I’ve continued to compile a list of FAQs from readers of “Surviving Sue”, my memoir about my mom’s complicated life and one of the recurring queries is about building resilience. Despite my background as a counselor/therapist, I’m cautious about highlighting any one specific technique or habit that helped guide my healing journey because the process of making peace and finding emotional high ground is a deeply individual, nuanced process. As a result, I’ve been skipping this topic as I’ve shared weekly snippets of insider info about the book. But today? I figured it was a good time to share one tried-and-true go-to that’s helped me for years. Six-word stories. A tool I shared with a client recently.

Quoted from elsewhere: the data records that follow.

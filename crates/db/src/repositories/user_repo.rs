//! Repository for the `users` collection.

use serde_json::Value;

use crate::models::user::{NewUser, User, UserPatch, USERS};
use crate::store::{to_fields, DocumentStore, StoreError};

/// Provides typed access to user documents.
pub struct UserRepo;

impl UserRepo {
    /// Insert a new user, returning the created document.
    pub async fn create(store: &dyn DocumentStore, input: &NewUser) -> Result<User, StoreError> {
        let doc = store.insert(USERS, to_fields(input)?).await?;
        doc.decode()
    }

    pub async fn find_by_id(store: &dyn DocumentStore, id: &str) -> Result<Option<User>, StoreError> {
        store
            .find_by_id(USERS, id)
            .await?
            .map(|doc| doc.decode())
            .transpose()
    }

    /// Find a user by email (case-sensitive).
    pub async fn find_by_email(
        store: &dyn DocumentStore,
        email: &str,
    ) -> Result<Option<User>, StoreError> {
        store
            .find_by_field(USERS, "email", &Value::String(email.to_string()))
            .await?
            .into_iter()
            .next()
            .map(|doc| doc.decode())
            .transpose()
    }

    /// Apply a partial update. Returns `None` if the user no longer exists.
    pub async fn update(
        store: &dyn DocumentStore,
        id: &str,
        patch: &UserPatch,
    ) -> Result<Option<User>, StoreError> {
        if patch.is_empty() {
            return Self::find_by_id(store, id).await;
        }
        store
            .merge(USERS, id, to_fields(patch)?)
            .await?
            .map(|doc| doc.decode())
            .transpose()
    }
}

As I processed the pain I experienced living with Sue – both her antagonistic behavior toward me and her reckless decision-making when it came to my disabled sister, Lisa, I needed to find digestible, mantra-like morsels to achieve moments of clarity. Because I’m a verbal person, words swim in my head anyhow and I learned – in part through meditation and in part through my own trauma treatment – that capturing the recurrent swirl of feelings by naming them allowed me to cast them out and move on.
And the Hemingway quote snipped in above? I’ll explain. If you haven’t heard of Larry Smith’s work, “Six-Word Memoirs”, it’s worth a peek. Adapted for therapeutic purposes, self-help and in education, it’s best described this way:
Legend has it that Ernest Hemingway was once challenged to write a story in only six words. His response? “For sale: baby shoes, never worn.” In November, 2006, Larry Smith, founder of what was then called Smith Magazine, gave the six-word novel a personal twist by asking his community to describe their lives in exactly six words. He called these brief life stories Six-Word Memoirs.”
I have a journal chock-full of six-word stories related to processing my pain with my mom, Sue, and in a conversation with a client recently, I shared one of them when I was asked about building empathy and finding forgiveness. Immediately this six-word story came to mind, one I wrote three years or so after Sue passed away:
She wore her regret like armor.
My client is finding her way through a season of relationship challenges, both at work and on the home front and she is on a mission to move past a string of disappointments. When she pointedly asked, “How do you do it, Vicki – how DID you do it – find your way to forgiveness?”, I was cautious in my response, but decided to share that six-word story.
Sue carried so much of her own pain, literally, like armor and while it protected her in superficial ways, it also isolated her and made it difficult for her to achieve meaningful connections, especially with me. In addition to her armor, Sue weaponized words and deeds, alienating me, pushing me away. Not because she hated me. I don’t believe that, even now. It was always fear. And fear? I can forgive that.
Nodding and grateful for the real-life example of the applicability of the “six-word” concept, my client said she’d give it a try. “In order to capture those pesky thoughts that drive me mad…write them down and move on.” I think she’s got the right idea. At least I hope so.
Six words. Here are a few for you today:
Nothing matters more than peace and love.